The instructor is a young guy–I’m guessing around 25-- and very earthy and crunchy-granola, which is absolutely fine with me. Example: Thursday it was 28 degrees here and he parked his car, walked across the street, and let us students into the studio, and *he wasn’t wearing any shoes. *I asked him, “Why aren’t you wearing shoes?” (in a tone that was purely curious and did not contain-- I promise-- any note of reprimand or WTF?) and he shrugged and said with a flower-child sort of expression that I haven’t seen since the '60s, “Don’t need 'em.”
But I digress. The class is small, in a very cool, arty, slightly shabby downtown loft, and I really like the way he teaches it. It’s slow, stretchy, there’s a fair amount of breath work, we hold poses a long time, and he ends with a guided meditation, which I like.
I’m old enough to be the parent or grandparent of all the dozen or so students (I’m 65). But you know what? I couldn’t even do some of the poses when I was their age. Aside: I detest the Sun Salutation with… well… with the passion of a thousand suns. And I felt that way about it when I was 24 years old.

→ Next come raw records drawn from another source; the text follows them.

impl Strictness {
    /// Thresholds and enabled checks for this level.
    pub fn rules(self) -> ValidationRules {
        match self {
            Strictness::Minimal => ValidationRules {
                max_input_chars: 1_000_000,
                max_structured_bytes: 5 * 1024 * 1024,
                max_title_chars: 1_000,
                description_chars: (1, 100_000),
                mitigation_chars: (0, 100_000),
                min_confidence: 0.0,
                duplicate_threshold: 0.7,
                max_findings: 10_000,
                quality_checks: false,
                safety_checks: false,
                duplicate_checks: false,
                injection_checks: false,
                warnings_are_errors: false,
            },
            Strictness::Standard => ValidationRules {
                max_input_chars: 500_000,
                max_structured_bytes: 2 * 1024 * 1024,
                max_title_chars: 300,
                description_chars: (10, 5_000),
                mitigation_chars: (0, 5_000),
                min_confidence: 0.0,
                duplicate_threshold: 0.7,
                max_findings: 1_000,
                quality_checks: true,
                safety_checks: true,
                duplicate_checks: true,
                injection_checks: false,
                warnings_are_errors: false,
            },
            Strictness::Strict => ValidationRules {
                max_input_chars: 200_000,
                max_structured_bytes: 1024 * 1024,
                max_title_chars: 200,
                description_chars: (20, 3_000),
                mitigation_chars: (10, 3_000),
                min_confidence: 0.3,
                duplicate_threshold: 0.7,
                max_findings: 500,
                quality_checks: true,
                safety_checks: true,
                duplicate_checks: true,
                injection_checks: false,
                warnings_are_errors: false,
            },
            Strictness::Paranoid => ValidationRules {
                max_input_chars: 100_000,
                max_structured_bytes: 512 * 1024,
                max_title_chars: 150,
                description_chars: (30, 2_000),
                mitigation_chars: (20, 2_000),
                min_confidence: 0.5,
                duplicate_threshold: 0.7,
                max_findings: 200,
                quality_checks: true,
                safety_checks: true,
                duplicate_checks: true,
                injection_checks: true,
                warnings_are_errors: true,
            },
        }
    }
}
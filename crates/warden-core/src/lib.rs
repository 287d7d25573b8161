//! Core types and error definitions for the Warden orchestration engine.
//!
//! This crate provides the foundational types shared across all Warden crates:
//! the error taxonomy, the tagged execution outcome, analysis findings, the
//! per-run execution context, and the language-generation capability.
//!
//! # Main types
//!
//! - [`WardenError`] — Unified error enum for all Warden subsystems.
//! - [`WardenResult`] — Convenience alias for `Result<T, WardenError>`.
//! - [`Outcome`] — Success / Retryable / Fatal result of an execution.
//! - [`Finding`] — A structured analysis result produced by an agent.
//! - [`ExecutionContext`] — Shared input for one run.
//! - [`GenerationBackend`] — Capability to call a language-generation provider.

/// Per-run execution context.
pub mod context;
/// Error taxonomy.
pub mod error;
/// Findings and the model-output parser.
pub mod finding;
/// Language-generation capability.
pub mod generation;
/// Tagged execution outcome.
pub mod outcome;

pub use context::ExecutionContext;
pub use error::{WardenError, WardenResult};
pub use finding::{parse_findings, Finding, FindingCategory, RiskLevel};
pub use generation::{Generation, GenerationBackend, GenerationRequest};
pub use outcome::Outcome;
//! Per-tick movement integration.
//!
//! The `Integrator` owns the player's position, velocity and intent for the
//! whole session. Its callback slots are invoked by the scheduler:
//!
//! * [`Integrator::on_tick`] once per physics tick,
//! * [`Integrator::on_skip_signal`] when the server corrects our position,
//! * [`Integrator::on_mount`] / [`Integrator::on_unmount`] around riding,
//! * [`Integrator::on_client_tick`] to snapshot the position for the network.
//!
//! A running tick performs, in order: jump, acceleration, collision search,
//! movement, gravity, drag, then clears the intent.

use super::collision::{CollisionResolver, Mtv};
use super::intent::MovementIntent;
use super::Position;
use crate::block::BlockRegistry;
use crate::math::Vector3;
use crate::settings::PhysicsSettings;
use crate::world::BlockSource;
use bevy::log::{debug, info};
use bevy::prelude::Resource;

/// Depth below the feet at which the supporting block is sampled.
const SUPPORT_PROBE_DEPTH: f64 = 0.500_000_1;

#[derive(Debug, Clone, Copy, PartialEq, Eq)]
pub enum TickState {
    Running,
    /// The next tick is skipped because the server just placed us.
    SkipNextTick,
    /// Riding another entity; ticks are ignored until unmounted.
    Suspended,
}

/// What a call to [`Integrator::on_tick`] did.
#[derive(Debug, Clone, Copy, PartialEq)]
pub enum TickOutcome {
    Moved { mtv: Vector3 },
    /// The collision search found no way out; velocity was zeroed and the
    /// player stayed put.
    Stopped,
    Skipped,
    Suspended,
}

#[derive(Resource, Debug, Clone)]
pub struct Integrator {
    settings: PhysicsSettings,
    position: Position,
    velocity: Vector3,
    intent: MovementIntent,
    state: TickState,
    ticks: u64,
    deadlocks: u64,
}

impl Integrator {
    #[must_use]
    pub fn new(settings: PhysicsSettings, spawn: Vector3) -> Self {
        let intent = MovementIntent::new(settings.walking_speed, settings.sprint_multiplier);
        Self {
            settings,
            position: Position::new(spawn),
            velocity: Vector3::ZERO,
            intent,
            state: TickState::Running,
            ticks: 0,
            deadlocks: 0,
        }
    }

    #[must_use]
    pub fn settings(&self) -> &PhysicsSettings {
        &self.settings
    }

    #[must_use]
    pub fn position(&self) -> Position {
        self.position
    }

    #[must_use]
    pub fn velocity(&self) -> Vector3 {
        self.velocity
    }

    #[must_use]
    pub fn state(&self) -> TickState {
        self.state
    }

    /// Physics ticks that actually integrated (not skipped or suspended).
    #[must_use]
    pub fn ticks(&self) -> u64 {
        self.ticks
    }

    /// Ticks on which the collision search gave up.
    #[must_use]
    pub fn deadlocks(&self) -> u64 {
        self.deadlocks
    }

    #[must_use]
    pub fn intent(&self) -> &MovementIntent {
        &self.intent
    }

    pub fn intent_mut(&mut self) -> &mut MovementIntent {
        &mut self.intent
    }

    /// Steer toward `point` from the current position; `true` on arrival.
    pub fn move_target(&mut self, point: Vector3) -> bool {
        self.intent.move_target(point, self.position.coords, self.velocity)
    }

    // Callback slots

    /// Advance one physics tick.
    pub fn on_tick<W: BlockSource + ?Sized>(&mut self, world: &W, registry: &BlockRegistry) -> TickOutcome {
        match self.state {
            TickState::Suspended => {
                self.intent.consume();
                return TickOutcome::Suspended;
            }
            TickState::SkipNextTick => {
                self.state = TickState::Running;
                self.intent.consume();
                return TickOutcome::Skipped;
            }
            TickState::Running => {}
        }

        self.apply_jump();
        self.apply_accel(world, registry);
        let mtv = self.get_mtv(world, registry);
        let outcome = match mtv {
            Mtv::Resolved(v) => TickOutcome::Moved { mtv: v },
            Mtv::Deadlock { .. } => {
                self.deadlocks += 1;
                self.velocity = Vector3::ZERO;
                TickOutcome::Stopped
            }
        };
        self.apply_vector(mtv.vector());
        self.apply_gravity();
        self.apply_drag(world, registry);
        self.intent.consume();
        self.ticks += 1;
        outcome
    }

    /// The server placed the player at `position`: trust it, drop local
    /// velocity and skip the next tick.
    /// Ground contact is unknown until the next integrated move, so the
    /// player counts as airborne until then.
    pub fn on_skip_signal(&mut self, position: Vector3) {
        self.position.coords = position;
        self.position.on_ground = false;
        self.velocity = Vector3::ZERO;
        if self.state != TickState::Suspended {
            self.state = TickState::SkipNextTick;
        }
        debug!("server position correction to {position}");
    }

    /// Movement issued while riding is discarded tick by tick.
    pub fn on_mount(&mut self) {
        self.velocity = Vector3::ZERO;
        self.position.on_ground = false;
        self.state = TickState::Suspended;
        info!("mounted, physics suspended");
    }

    pub fn on_unmount(&mut self) {
        if self.state == TickState::Suspended {
            self.state = TickState::Running;
            info!("unmounted, physics resumed");
        }
    }

    /// Snapshot for publication on the client tick.
    #[must_use]
    pub fn on_client_tick(&self) -> Position {
        self.position
    }

    /// Server granted a new walking speed.
    pub fn on_abilities(&mut self, walking_speed: f64) {
        self.intent.set_walking_speed(walking_speed);
    }

    // Tick steps

    /// Slipperiness under the player, or 1.0 while airborne.
    pub fn block_slip<W: BlockSource + ?Sized>(&self, world: &W, registry: &BlockRegistry) -> f64 {
        if !self.position.on_ground {
            return 1.0;
        }
        let probe = self.position.coords - Vector3::new(0.0, SUPPORT_PROBE_DEPTH, 0.0);
        let (x, y, z) = probe.block_coords();
        registry.slipperiness(world.get_block(x, y, z))
    }

    /// Consume a pending jump request.
    pub fn apply_jump(&mut self) {
        if !self.intent.take_jump() || !self.position.on_ground {
            return;
        }
        if self.intent.sprinting() {
            let ground = self.velocity.horizontal();
            if !ground.is_zero() {
                self.velocity += ground.norm() * self.settings.jump_sprint_boost;
            }
        }
        self.velocity.y = self.settings.jump_speed;
    }

    pub fn apply_accel<W: BlockSource + ?Sized>(&mut self, world: &W, registry: &BlockRegistry) {
        let direction = self.intent.direction();
        if direction.is_zero() {
            return;
        }
        let accel = if self.position.on_ground {
            let slip = self.block_slip(world, registry);
            let ratio = self.settings.baseline_slipperiness / slip;
            self.intent.move_accel() * ratio.powi(3) * self.settings.base_drag
        } else {
            self.settings.air_accel
        };
        self.velocity += direction.norm() * accel;
    }

    pub fn get_mtv<W: BlockSource + ?Sized>(&self, world: &W, registry: &BlockRegistry) -> Mtv {
        CollisionResolver::new(
            world,
            registry,
            self.settings.bounding_box,
            &self.settings.collision,
        )
        .find_mtv(self.position.coords, self.velocity)
    }

    /// Move by velocity plus correction; a correction on an axis cancels the
    /// velocity on that axis.
    pub fn apply_vector(&mut self, mtv: Vector3) {
        self.position.coords += self.velocity + mtv;
        for axis in 0..3 {
            if mtv[axis] != 0.0 {
                self.velocity[axis] = 0.0;
            }
        }
        self.position.on_ground = mtv.y > 0.0;
    }

    pub fn apply_gravity(&mut self) {
        self.velocity.y -= self.settings.gravity;
    }

    pub fn apply_drag<W: BlockSource + ?Sized>(&mut self, world: &W, registry: &BlockRegistry) {
        let drag = (self.block_slip(world, registry) * self.settings.drag_multiplier).min(1.0);
        self.velocity.x *= drag;
        self.velocity.z *= drag;
        self.velocity.y *= self.settings.base_drag;
    }
}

This is the crux of my question: when I’m slow getting into a pose, or having trouble with left and right (a problem I’ve had since toddlerhood, caused, according to my research, by the fact that I never crawled, but just stood up and walked one day), he comes over and very gently helps me. But that’s very distracting to me. I’d rather just take my time and get there when I get there. I don’t feel competitive with anyone and I’m fine with being the Old Lady in class. He’ll bring me blocks or blankets and shove them very nicely under various parts of my anatomy. Or he’ll say, “Just do this (and demonstrate) instead of the pose.” I’d rather he didn’t. It breaks my concentration. I know when to use a block, and I’m reallyreally familiar with the poses, even if I can’t reproduce them.
I know he wants to help and thinks he IS helping. He probably imagines that I want help, which might be what I imagined when I was his age and saw someone much older than me appearing to struggle with something. I’m actually NOT struggling, just taking it slow. I know yoga has benefits at all levels of skill and proficiency. I’m counting on that.
He is a very nice guy and it was when he substituted at another studio where the yoga is much more athletic (and I didn’t want that), that I followed him to this studio. I want a slow, meditative, non-interactive experience, where I can focus on what I can do at the pace I can do it.
Please suggest actual sentences I can use to tell him this. Usually I’m not so kid-glove with people. In fact, can be downright blunt in some situations. But for some reason, I feel like I want to be very diplomatic and I don’t want to hurt his feelings. Like him, I can also be “too helpful,” and when people reject my well-intentioned help, I can get my feelings hurt big-time, even as I understand and accept exactly where they’re coming from.
And yeah, I’m prolly overthinking. But that’s what I do.